- _WHAT YOU NEED TO DO_: Below are records to be repeated in full. Give them exactly.

─── TASK INPUT

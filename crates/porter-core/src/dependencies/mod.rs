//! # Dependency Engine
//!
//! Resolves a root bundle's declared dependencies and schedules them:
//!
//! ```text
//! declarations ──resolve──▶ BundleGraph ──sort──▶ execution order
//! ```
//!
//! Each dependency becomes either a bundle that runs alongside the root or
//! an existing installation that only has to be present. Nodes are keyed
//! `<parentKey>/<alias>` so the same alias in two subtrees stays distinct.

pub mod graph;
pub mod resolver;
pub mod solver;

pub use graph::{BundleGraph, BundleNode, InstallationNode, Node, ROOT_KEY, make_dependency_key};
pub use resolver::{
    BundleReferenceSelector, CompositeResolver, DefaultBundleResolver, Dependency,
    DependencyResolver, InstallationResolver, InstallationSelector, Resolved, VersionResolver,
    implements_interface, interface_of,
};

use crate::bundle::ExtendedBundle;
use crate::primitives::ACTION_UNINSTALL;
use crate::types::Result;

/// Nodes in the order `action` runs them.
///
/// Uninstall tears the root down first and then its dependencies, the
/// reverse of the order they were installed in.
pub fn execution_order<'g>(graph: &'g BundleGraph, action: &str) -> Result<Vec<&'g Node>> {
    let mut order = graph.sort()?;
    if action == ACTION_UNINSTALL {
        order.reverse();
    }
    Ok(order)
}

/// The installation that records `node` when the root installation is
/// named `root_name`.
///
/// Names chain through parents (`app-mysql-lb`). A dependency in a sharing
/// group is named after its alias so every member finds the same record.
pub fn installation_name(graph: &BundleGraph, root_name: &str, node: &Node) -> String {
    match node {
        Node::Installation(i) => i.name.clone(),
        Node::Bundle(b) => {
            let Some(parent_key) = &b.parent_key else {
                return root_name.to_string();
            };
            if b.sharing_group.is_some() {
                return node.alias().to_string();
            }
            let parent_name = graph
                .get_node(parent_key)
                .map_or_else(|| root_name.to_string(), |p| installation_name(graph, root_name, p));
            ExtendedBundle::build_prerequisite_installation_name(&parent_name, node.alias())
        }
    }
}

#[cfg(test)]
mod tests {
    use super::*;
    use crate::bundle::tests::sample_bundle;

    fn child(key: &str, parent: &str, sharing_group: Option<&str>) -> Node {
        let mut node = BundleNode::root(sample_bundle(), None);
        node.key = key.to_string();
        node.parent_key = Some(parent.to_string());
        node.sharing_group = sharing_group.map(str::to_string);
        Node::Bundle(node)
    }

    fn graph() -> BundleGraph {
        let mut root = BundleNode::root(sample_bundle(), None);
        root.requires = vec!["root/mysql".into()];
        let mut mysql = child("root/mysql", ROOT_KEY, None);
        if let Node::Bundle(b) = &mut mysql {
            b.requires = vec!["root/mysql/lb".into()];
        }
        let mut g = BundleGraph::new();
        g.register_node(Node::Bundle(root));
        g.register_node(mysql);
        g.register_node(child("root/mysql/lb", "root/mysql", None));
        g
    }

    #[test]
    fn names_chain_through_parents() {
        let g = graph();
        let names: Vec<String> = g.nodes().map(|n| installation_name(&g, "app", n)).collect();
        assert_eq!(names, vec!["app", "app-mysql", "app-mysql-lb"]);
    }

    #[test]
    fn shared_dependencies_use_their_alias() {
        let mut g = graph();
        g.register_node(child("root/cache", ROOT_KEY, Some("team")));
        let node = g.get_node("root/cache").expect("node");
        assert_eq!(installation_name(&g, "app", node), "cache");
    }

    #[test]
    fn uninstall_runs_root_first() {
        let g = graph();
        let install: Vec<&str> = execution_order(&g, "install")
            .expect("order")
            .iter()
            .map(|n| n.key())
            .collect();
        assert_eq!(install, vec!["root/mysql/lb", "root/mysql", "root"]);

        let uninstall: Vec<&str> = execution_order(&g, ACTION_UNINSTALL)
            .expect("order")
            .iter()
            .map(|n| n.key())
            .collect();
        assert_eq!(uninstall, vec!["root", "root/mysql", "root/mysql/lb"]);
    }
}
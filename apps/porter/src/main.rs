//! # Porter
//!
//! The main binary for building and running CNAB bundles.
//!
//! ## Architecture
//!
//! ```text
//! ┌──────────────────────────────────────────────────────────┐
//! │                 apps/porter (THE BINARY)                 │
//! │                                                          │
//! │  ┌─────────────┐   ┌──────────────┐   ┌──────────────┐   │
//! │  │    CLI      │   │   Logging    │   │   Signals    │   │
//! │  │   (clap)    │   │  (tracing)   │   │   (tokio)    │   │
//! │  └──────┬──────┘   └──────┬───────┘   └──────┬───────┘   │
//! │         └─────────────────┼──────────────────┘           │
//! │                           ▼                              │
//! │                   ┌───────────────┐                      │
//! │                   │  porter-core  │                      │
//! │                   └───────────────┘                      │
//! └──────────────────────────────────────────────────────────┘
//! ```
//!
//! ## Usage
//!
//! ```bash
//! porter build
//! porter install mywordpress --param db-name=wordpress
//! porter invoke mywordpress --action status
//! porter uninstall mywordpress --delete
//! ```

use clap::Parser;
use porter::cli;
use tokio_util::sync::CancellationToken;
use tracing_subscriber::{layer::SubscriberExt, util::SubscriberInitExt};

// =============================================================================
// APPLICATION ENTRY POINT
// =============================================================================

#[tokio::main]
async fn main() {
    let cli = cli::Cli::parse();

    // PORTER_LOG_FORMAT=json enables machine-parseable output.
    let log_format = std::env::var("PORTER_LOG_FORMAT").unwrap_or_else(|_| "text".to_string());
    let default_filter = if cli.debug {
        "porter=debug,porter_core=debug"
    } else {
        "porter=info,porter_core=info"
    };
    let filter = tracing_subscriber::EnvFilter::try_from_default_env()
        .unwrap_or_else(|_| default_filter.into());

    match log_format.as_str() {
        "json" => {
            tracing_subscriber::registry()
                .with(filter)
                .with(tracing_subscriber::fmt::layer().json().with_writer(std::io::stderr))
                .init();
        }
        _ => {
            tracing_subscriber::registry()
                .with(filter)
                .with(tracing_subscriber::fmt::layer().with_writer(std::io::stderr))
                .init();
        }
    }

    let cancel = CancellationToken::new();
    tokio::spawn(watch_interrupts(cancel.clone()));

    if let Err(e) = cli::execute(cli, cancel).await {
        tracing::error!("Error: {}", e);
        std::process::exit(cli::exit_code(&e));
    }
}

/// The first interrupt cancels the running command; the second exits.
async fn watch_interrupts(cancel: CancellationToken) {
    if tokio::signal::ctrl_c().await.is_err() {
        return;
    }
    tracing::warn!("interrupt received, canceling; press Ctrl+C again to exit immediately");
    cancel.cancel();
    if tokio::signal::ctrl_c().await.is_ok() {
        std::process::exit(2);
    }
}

──────

- _SOLUTION BELOW_:
filename crates/porter-core/src/dependencies/mod.rs
//! # Dependency Engine
//!
//! Resolves a root bundle's declared dependencies and schedules them:
//!
//! ```text
//! declarations ──resolve──▶ BundleGraph ──sort──▶ execution order
//! ```
//!
//! Each dependency becomes either a bundle that runs alongside the root or
//! an existing installation that only has to be present. Nodes are keyed
//! `<parentKey>/<alias>` so the same alias in two subtrees stays distinct.

pub mod graph;
pub mod resolver;
pub mod solver;

pub use graph::{BundleGraph, BundleNode, InstallationNode, Node, ROOT_KEY, make_dependency_key};
pub use resolver::{
    BundleReferenceSelector, CompositeResolver, DefaultBundleResolver, Dependency,
    DependencyResolver, InstallationResolver, InstallationSelector, Resolved, VersionResolver,
    implements_interface, interface_of,
};

use crate::bundle::ExtendedBundle;
use crate::primitives::ACTION_UNINSTALL;
use crate::types::Result;

/// Nodes in the order `action` runs them.
///
/// Uninstall tears the root down first and then its dependencies, the
/// reverse of the order they were installed in.
pub fn execution_order<'g>(graph: &'g BundleGraph, action: &str) -> Result<Vec<&'g Node>> {
    let mut order = graph.sort()?;
    if action == ACTION_UNINSTALL {
        order.reverse();
    }
    Ok(order)
}

/// The installation that records `node` when the root installation is
/// named `root_name`.
///
/// Names chain through parents (`app-mysql-lb`). A dependency in a sharing
/// group is named after its alias so every member finds the same record.
pub fn installation_name(graph: &BundleGraph, root_name: &str, node: &Node) -> String {
    match node {
        Node::Installation(i) => i.name.clone(),
        Node::Bundle(b) => {
            let Some(parent_key) = &b.parent_key else {
                return root_name.to_string();
            };
            if b.sharing_group.is_some() {
                return node.alias().to_string();
            }
            let parent_name = graph
                .get_node(parent_key)
                .map_or_else(|| root_name.to_string(), |p| installation_name(graph, root_name, p));
            ExtendedBundle::build_prerequisite_installation_name(&parent_name, node.alias())
        }
    }
}

#[cfg(test)]
mod tests {
    use super::*;
    use crate::bundle::tests::sample_bundle;

    fn child(key: &str, parent: &str, sharing_group: Option<&str>) -> Node {
        let mut node = BundleNode::root(sample_bundle(), None);
        node.key = key.to_string();
        node.parent_key = Some(parent.to_string());
        node.sharing_group = sharing_group.map(str::to_string);
        Node::Bundle(node)
    }

    fn graph() -> BundleGraph {
        let mut root = BundleNode::root(sample_bundle(), None);
        root.requires = vec!["root/mysql".into()];
        let mut mysql = child("root/mysql", ROOT_KEY, None);
        if let Node::Bundle(b) = &mut mysql {
            b.requires = vec!["root/mysql/lb".into()];
        }
        let mut g = BundleGraph::new();
        g.register_node(Node::Bundle(root));
        g.register_node(mysql);
        g.register_node(child("root/mysql/lb", "root/mysql", None));
        g
    }

    #[test]
    fn names_chain_through_parents() {
        let g = graph();
        let names: Vec<String> = g.nodes().map(|n| installation_name(&g, "app", n)).collect();
        assert_eq!(names, vec!["app", "app-mysql", "app-mysql-lb"]);
    }

    #[test]
    fn shared_dependencies_use_their_alias() {
        let mut g = graph();
        g.register_node(child("root/cache", ROOT_KEY, Some("team")));
        let node = g.get_node("root/cache").expect("node");
        assert_eq!(installation_name(&g, "app", node), "cache");
    }

    #[test]
    fn uninstall_runs_root_first() {
        let g = graph();
        let install: Vec<&str> = execution_order(&g, "install")
            .expect("order")
            .iter()
            .map(|n| n.key())
            .collect();
        assert_eq!(install, vec!["root/mysql/lb", "root/mysql", "root"]);

        let uninstall: Vec<&str> = execution_order(&g, ACTION_UNINSTALL)
            .expect("order")
            .iter()
            .map(|n| n.key())
            .collect();
        assert_eq!(uninstall, vec!["root", "root/mysql", "root/mysql/lb"]);
    }
}
filename apps/porter/src/main.rs
//! # Porter
//!
//! The main binary for building and running CNAB bundles.
//!
//! ## Architecture
//!
//! ```text
//! ┌──────────────────────────────────────────────────────────┐
//! │                 apps/porter (THE BINARY)                 │
//! │                                                          │
//! │  ┌─────────────┐   ┌──────────────┐   ┌──────────────┐   │
//! │  │    CLI      │   │   Logging    │   │   Signals    │   │
//! │  │   (clap)    │   │  (tracing)   │   │   (tokio)    │   │
//! │  └──────┬──────┘   └──────┬───────┘   └──────┬───────┘   │
//! │         └─────────────────┼──────────────────┘           │
//! │                           ▼                              │
//! │                   ┌───────────────┐                      │
//! │                   │  porter-core  │                      │
//! │                   └───────────────┘                      │
//! └──────────────────────────────────────────────────────────┘
//! ```
//!
//! ## Usage
//!
//! ```bash
//! porter build
//! porter install mywordpress --param db-name=wordpress
//! porter invoke mywordpress --action status
//! porter uninstall mywordpress --delete
//! ```

use clap::Parser;
use porter::cli;
use tokio_util::sync::CancellationToken;
use tracing_subscriber::{layer::SubscriberExt, util::SubscriberInitExt};

// =============================================================================
// APPLICATION ENTRY POINT
// =============================================================================

#[tokio::main]
async fn main() {
    let cli = cli::Cli::parse();

    // PORTER_LOG_FORMAT=json enables machine-parseable output.
    let log_format = std::env::var("PORTER_LOG_FORMAT").unwrap_or_else(|_| "text".to_string());
    let default_filter = if cli.debug {
        "porter=debug,porter_core=debug"
    } else {
        "porter=info,porter_core=info"
    };
    let filter = tracing_subscriber::EnvFilter::try_from_default_env()
        .unwrap_or_else(|_| default_filter.into());

    match log_format.as_str() {
        "json" => {
            tracing_subscriber::registry()
                .with(filter)
                .with(tracing_subscriber::fmt::layer().json().with_writer(std::io::stderr))
                .init();
        }
        _ => {
            tracing_subscriber::registry()
                .with(filter)
                .with(tracing_subscriber::fmt::layer().with_writer(std::io::stderr))
                .init();
        }
    }

    let cancel = CancellationToken::new();
    tokio::spawn(watch_interrupts(cancel.clone()));

    if let Err(e) = cli::execute(cli, cancel).await {
        tracing::error!("Error: {}", e);
        std::process::exit(cli::exit_code(&e));
    }
}

/// The first interrupt cancels the running command; the second exits.
async fn watch_interrupts(cancel: CancellationToken) {
    if tokio::signal::ctrl_c().await.is_err() {
        return;
    }
    tracing::warn!("interrupt received, canceling; press Ctrl+C again to exit immediately");
    cancel.cancel();
    if tokio::signal::ctrl_c().await.is_ok() {
        std::process::exit(2);
    }
}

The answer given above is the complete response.